(Data excerpts)
*-*-*
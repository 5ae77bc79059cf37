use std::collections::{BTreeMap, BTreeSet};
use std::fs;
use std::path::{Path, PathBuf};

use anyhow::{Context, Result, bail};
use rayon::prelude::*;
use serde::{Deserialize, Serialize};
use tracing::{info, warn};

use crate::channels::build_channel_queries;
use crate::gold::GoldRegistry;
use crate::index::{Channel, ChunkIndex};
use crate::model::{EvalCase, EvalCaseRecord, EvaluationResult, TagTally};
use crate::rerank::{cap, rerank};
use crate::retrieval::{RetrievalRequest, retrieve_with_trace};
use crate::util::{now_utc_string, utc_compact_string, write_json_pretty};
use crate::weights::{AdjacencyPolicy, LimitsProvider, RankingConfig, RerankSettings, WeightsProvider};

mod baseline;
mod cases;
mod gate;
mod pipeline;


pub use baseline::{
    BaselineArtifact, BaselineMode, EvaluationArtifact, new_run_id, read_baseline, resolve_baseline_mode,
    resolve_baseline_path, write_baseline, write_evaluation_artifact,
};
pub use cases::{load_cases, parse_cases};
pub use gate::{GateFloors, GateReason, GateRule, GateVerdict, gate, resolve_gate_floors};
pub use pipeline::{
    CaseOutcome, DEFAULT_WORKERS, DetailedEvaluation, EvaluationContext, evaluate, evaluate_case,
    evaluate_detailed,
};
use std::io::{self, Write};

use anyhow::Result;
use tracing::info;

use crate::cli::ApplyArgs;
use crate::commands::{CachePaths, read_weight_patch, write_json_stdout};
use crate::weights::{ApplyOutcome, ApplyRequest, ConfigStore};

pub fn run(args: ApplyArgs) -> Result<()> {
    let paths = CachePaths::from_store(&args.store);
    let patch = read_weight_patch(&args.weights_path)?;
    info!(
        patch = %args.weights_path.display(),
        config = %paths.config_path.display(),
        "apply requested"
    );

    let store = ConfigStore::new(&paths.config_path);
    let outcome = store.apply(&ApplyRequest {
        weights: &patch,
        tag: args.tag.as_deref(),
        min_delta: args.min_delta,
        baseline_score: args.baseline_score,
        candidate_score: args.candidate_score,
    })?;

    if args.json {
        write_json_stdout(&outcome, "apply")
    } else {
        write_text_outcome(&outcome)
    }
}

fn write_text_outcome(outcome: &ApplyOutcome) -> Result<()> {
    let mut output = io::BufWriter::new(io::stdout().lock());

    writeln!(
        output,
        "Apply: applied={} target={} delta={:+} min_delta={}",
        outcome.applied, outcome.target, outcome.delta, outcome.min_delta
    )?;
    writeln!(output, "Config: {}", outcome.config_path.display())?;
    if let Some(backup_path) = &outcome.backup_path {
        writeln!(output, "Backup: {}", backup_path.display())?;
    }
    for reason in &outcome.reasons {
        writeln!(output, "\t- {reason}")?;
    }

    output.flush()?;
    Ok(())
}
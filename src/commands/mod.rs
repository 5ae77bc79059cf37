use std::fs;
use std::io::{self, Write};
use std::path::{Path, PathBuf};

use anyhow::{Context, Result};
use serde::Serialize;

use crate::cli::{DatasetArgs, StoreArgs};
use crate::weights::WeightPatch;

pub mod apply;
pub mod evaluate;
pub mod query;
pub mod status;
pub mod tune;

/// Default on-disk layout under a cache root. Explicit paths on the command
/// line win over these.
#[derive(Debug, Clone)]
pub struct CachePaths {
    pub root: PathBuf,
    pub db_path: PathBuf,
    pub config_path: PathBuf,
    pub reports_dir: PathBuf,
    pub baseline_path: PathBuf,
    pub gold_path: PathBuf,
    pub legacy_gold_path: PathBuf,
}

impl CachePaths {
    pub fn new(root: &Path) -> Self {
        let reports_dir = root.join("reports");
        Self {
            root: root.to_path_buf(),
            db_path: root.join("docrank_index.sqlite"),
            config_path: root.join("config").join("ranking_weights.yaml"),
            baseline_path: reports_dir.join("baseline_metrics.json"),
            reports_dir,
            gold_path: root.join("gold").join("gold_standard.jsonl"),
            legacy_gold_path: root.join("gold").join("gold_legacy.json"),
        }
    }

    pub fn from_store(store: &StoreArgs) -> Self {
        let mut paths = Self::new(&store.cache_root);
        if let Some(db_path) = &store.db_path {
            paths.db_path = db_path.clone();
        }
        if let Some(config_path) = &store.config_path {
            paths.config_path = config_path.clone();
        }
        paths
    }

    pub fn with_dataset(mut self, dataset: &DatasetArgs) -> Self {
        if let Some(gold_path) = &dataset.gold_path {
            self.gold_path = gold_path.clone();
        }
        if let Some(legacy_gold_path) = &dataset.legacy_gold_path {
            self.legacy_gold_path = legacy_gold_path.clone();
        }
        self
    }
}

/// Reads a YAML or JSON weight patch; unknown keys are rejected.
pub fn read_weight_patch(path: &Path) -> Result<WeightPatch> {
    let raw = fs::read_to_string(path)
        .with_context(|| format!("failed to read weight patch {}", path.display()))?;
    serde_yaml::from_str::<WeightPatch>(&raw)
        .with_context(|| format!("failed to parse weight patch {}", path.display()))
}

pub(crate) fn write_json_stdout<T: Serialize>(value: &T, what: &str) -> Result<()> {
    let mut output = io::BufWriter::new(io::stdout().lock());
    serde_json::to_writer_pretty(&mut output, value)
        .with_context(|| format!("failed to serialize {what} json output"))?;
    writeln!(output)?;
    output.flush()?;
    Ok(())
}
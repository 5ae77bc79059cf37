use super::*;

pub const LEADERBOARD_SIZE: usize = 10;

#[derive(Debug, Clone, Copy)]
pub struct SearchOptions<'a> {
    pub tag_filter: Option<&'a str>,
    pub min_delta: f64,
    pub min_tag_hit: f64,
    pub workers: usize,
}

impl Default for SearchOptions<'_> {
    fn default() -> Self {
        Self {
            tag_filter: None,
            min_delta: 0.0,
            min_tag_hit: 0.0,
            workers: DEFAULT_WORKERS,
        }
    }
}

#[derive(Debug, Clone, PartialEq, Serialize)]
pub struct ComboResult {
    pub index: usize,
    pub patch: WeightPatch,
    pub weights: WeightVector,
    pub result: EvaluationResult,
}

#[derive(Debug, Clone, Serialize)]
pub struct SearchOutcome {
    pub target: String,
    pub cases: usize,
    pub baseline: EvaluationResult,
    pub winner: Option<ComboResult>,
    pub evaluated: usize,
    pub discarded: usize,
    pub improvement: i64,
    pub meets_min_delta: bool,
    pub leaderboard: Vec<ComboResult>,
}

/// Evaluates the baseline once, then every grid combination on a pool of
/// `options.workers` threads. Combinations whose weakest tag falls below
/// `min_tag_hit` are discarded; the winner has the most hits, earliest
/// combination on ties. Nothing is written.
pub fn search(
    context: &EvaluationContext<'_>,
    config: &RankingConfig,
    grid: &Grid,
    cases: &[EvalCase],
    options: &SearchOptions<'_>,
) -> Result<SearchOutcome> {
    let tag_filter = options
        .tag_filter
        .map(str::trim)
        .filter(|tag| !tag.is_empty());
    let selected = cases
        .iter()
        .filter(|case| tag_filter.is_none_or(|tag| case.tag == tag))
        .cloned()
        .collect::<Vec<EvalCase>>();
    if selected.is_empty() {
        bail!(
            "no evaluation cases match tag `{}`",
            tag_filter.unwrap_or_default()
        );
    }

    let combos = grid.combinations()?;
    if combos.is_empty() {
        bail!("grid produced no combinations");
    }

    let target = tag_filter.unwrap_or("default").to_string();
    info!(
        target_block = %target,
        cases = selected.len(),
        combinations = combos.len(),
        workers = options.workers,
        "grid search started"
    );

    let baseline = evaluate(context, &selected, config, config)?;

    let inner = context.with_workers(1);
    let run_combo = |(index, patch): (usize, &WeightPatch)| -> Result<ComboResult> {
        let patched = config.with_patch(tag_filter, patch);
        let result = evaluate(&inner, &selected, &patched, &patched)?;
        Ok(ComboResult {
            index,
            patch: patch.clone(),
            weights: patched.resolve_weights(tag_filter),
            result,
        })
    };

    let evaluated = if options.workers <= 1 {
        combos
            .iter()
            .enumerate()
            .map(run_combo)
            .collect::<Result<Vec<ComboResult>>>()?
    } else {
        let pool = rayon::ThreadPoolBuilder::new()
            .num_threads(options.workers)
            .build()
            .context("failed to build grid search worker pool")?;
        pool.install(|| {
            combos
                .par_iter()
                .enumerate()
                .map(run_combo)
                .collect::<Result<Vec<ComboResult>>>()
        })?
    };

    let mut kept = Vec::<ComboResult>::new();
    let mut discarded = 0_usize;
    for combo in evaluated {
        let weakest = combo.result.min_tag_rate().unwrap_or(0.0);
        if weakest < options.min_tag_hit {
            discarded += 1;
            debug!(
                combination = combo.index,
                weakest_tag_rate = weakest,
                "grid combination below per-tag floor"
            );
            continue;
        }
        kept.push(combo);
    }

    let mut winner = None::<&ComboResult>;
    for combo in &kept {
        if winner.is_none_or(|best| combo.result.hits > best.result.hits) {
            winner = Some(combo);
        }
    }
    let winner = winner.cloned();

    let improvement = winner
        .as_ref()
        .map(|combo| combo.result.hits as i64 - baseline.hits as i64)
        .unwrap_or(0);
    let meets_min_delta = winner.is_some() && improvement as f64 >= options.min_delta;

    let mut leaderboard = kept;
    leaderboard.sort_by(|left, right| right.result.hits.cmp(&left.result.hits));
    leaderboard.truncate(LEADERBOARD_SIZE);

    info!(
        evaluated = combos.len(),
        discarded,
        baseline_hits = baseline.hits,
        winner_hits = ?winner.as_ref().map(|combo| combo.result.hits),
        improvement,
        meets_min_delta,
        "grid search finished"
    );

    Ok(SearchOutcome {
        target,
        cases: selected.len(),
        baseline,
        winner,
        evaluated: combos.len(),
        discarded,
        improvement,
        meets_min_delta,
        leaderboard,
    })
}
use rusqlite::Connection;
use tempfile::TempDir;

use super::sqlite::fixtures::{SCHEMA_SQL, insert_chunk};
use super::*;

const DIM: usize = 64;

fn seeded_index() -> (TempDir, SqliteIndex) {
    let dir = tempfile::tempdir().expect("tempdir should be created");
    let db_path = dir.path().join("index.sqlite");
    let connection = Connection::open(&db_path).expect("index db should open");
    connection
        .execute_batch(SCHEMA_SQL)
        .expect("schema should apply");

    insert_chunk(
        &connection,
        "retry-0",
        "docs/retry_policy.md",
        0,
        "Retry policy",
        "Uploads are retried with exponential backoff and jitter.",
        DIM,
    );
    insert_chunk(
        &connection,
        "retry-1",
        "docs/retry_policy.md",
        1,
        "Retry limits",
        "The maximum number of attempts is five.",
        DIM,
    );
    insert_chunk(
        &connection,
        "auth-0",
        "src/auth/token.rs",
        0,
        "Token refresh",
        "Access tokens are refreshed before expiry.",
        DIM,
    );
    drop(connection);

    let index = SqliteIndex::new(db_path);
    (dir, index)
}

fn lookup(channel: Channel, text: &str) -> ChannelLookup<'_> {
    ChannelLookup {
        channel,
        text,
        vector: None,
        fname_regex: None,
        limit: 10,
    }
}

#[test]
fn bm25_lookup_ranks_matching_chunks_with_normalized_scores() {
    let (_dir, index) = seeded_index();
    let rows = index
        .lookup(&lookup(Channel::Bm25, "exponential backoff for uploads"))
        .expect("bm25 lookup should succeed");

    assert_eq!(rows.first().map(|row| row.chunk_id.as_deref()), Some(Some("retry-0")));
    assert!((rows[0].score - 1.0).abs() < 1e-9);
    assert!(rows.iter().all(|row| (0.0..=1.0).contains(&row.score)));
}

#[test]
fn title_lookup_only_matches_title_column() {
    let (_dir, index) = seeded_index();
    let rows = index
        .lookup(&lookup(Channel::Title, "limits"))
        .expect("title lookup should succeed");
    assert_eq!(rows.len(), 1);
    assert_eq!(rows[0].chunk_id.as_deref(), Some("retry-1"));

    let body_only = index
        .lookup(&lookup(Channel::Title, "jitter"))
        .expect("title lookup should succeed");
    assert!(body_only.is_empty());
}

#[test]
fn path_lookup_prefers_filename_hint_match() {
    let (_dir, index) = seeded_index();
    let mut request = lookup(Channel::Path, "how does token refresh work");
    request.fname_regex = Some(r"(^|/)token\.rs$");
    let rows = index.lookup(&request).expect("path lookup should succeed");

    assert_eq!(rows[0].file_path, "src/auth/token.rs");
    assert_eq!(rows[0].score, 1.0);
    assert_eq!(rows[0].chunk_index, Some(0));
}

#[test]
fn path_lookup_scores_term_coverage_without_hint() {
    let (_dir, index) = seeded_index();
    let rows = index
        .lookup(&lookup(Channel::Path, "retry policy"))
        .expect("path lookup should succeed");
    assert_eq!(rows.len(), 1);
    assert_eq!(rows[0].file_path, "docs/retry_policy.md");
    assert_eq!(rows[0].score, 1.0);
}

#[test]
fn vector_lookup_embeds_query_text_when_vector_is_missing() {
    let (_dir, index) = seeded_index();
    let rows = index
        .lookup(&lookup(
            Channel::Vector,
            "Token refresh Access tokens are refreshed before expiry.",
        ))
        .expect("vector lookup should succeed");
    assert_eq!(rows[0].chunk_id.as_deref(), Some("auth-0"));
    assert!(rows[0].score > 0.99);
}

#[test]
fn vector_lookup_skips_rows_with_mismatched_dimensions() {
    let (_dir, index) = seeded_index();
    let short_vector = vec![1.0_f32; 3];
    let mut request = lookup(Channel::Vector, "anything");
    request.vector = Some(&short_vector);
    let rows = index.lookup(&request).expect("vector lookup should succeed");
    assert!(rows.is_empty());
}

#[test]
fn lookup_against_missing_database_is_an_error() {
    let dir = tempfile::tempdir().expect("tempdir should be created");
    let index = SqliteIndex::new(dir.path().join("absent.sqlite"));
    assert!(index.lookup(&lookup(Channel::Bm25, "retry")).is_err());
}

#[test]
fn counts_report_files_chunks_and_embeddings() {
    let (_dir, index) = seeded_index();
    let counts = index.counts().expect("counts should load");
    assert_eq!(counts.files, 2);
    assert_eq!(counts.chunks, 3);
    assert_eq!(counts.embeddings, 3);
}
*-*-*
ACTIVITY: Work out how many lines in the data contain "tracing" and state that number with nothing added.

EXERCISE OUTPUT: 2